_EXERCISE DESCRIPTION_
Set down the lines of the data exactly, starting at the first and stopping after the line containing "static ref CERV_CODES: Regex".

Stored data
== Segment start ==

//! Disqualification code sets for the voting-rights classification.

use lazy_static::lazy_static;
use regex::Regex;

lazy_static! {
    // Offenses involving moral turpitude; disqualifying but restorable
    // through the certificate-of-eligibility process.
    static ref CERV_CODES: Regex = Regex::new(
        r"(OSUA|EGUA|MAN1|MAN2|MANS|ASS1|ASS2|KID1|KID2|HUT1|HUT2|BUR1|BUR2|TOP1|TOP2|TP2D|TP2G|TPCS|TPCD|TPC1|TET2|TOD2|ROB1|ROB2|ROB3|FOR1|FOR2|FR2D|MIOB|TRAK|TRAG|VDRU|VDRY|TRAO|TRFT|TRMA|TROP|CHAB|WABC|ACHA|ACAL)"
    )
    .unwrap();
    // Restorable only by pardon.
    static ref PARDON_CODES: Regex = Regex::new(
        r"(RAP1|RAP2|SOD1|SOD2|STSA|SXA1|SXA2|ECHI|SX12|CSSC|FTCS|MURD|MRDI|MURR|FMUR|PMIO|POBM|MIPR|POMA|INCE)"
    )
    .unwrap();
    // Never restorable. Capital-murder markers appear in the charge
    // text rather than the code column, so this one matches the whole
    // line.
    static ref PERMANENT_MARKERS: Regex = Regex::new(r"(CM\d\d|CMUR|CAPITAL)").unwrap();
}

pub fn is_cerv_code(code: &str) -> bool {
    CERV_CODES.is_match(code)
}

pub fn is_pardon_code(code: &str) -> bool {
    PARDON_CODES.is_match(code)
}

pub fn is_permanent_line(line: &str) -> bool {
    PERMANENT_MARKERS.is_match(line)
}

#[cfg(test)]
mod tests {
    use super::*;

    #[test]
    fn code_sets_are_disjoint_on_common_codes() {
        assert!(is_cerv_code("ROB1"));
        assert!(!is_pardon_code("ROB1"));
        assert!(is_pardon_code("MURD"));
        assert!(!is_cerv_code("MURD"));
        assert!(!is_cerv_code("UPCS"));
        assert!(!is_pardon_code("UPCS"));
    }

    #[test]
    fn permanent_markers_match_line_text() {
        assert!(is_permanent_line("001 CM02 MURDER CAPITAL-ROBBERY"));
        assert!(is_permanent_line("CAPITAL MURDER"));
        assert!(!is_permanent_line("001 ROB1 ROBBERY 1ST"));
    }
}
//! Typed run configuration.
//!
//! The recognized options are enumerated here rather than carried in a
//! loose key-value bag; callers construct one `Config` per run and pass
//! it by reference.

use std::path::PathBuf;

/// Which output table a run should produce.
#[derive(Debug, Clone, Copy, PartialEq, Eq, serde::Serialize, serde::Deserialize)]
pub enum TableSelection {
    All,
    Cases,
    Charges,
    FilingCharges,
    DispositionCharges,
    Fees,
    FinancialHistory,
    Sentences,
    Settings,
    CaseActionSummary,
    Witnesses,
    Attorneys,
    Images,
}

impl TableSelection {
    /// The export name used for sheet/file naming.
    pub fn name(&self) -> &'static str {
        match self {
            TableSelection::All => "all",
            TableSelection::Cases => "cases",
            TableSelection::Charges => "charges",
            TableSelection::FilingCharges => "filing-charges",
            TableSelection::DispositionCharges => "disposition-charges",
            TableSelection::Fees => "fees",
            TableSelection::FinancialHistory => "financial-history",
            TableSelection::Sentences => "sentences",
            TableSelection::Settings => "settings",
            TableSelection::CaseActionSummary => "case-action-summary",
            TableSelection::Witnesses => "witnesses",
            TableSelection::Attorneys => "attorneys",
            TableSelection::Images => "images",
        }
    }
}

#[derive(Debug, Clone, serde::Serialize, serde::Deserialize)]
pub struct Config {
    pub log_enabled: bool,
    pub debug: bool,
    pub overwrite: bool,
    pub output_path: Option<PathBuf>,
    pub table: TableSelection,
}

impl Default for Config {
    fn default() -> Self {
        Self {
            log_enabled: true,
            debug: false,
            overwrite: false,
            output_path: None,
            table: TableSelection::All,
        }
    }
}

#[cfg(test)]
mod tests {
    use super::*;

    #[test]
    fn selection_names_match_export_names() {
        assert_eq!(TableSelection::Cases.name(), "cases");
        assert_eq!(TableSelection::FilingCharges.name(), "filing-charges");
        assert_eq!(
            TableSelection::CaseActionSummary.name(),
            "case-action-summary"
        );
    }

    #[test]
    fn default_config_selects_all_tables() {
        let cfg = Config::default();
        assert_eq!(cfg.table, TableSelection::All);
        assert!(!cfg.overwrite);
    }
}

== Segment end ==

_RESPONSE TO THIS TASK_
//! Disqualification code sets for the voting-rights classification.

use lazy_static::lazy_static;
use regex::Regex;

lazy_static! {
    // Offenses involving moral turpitude; disqualifying but restorable
    // through the certificate-of-eligibility process.
    static ref CERV_CODES: Regex = Regex::new(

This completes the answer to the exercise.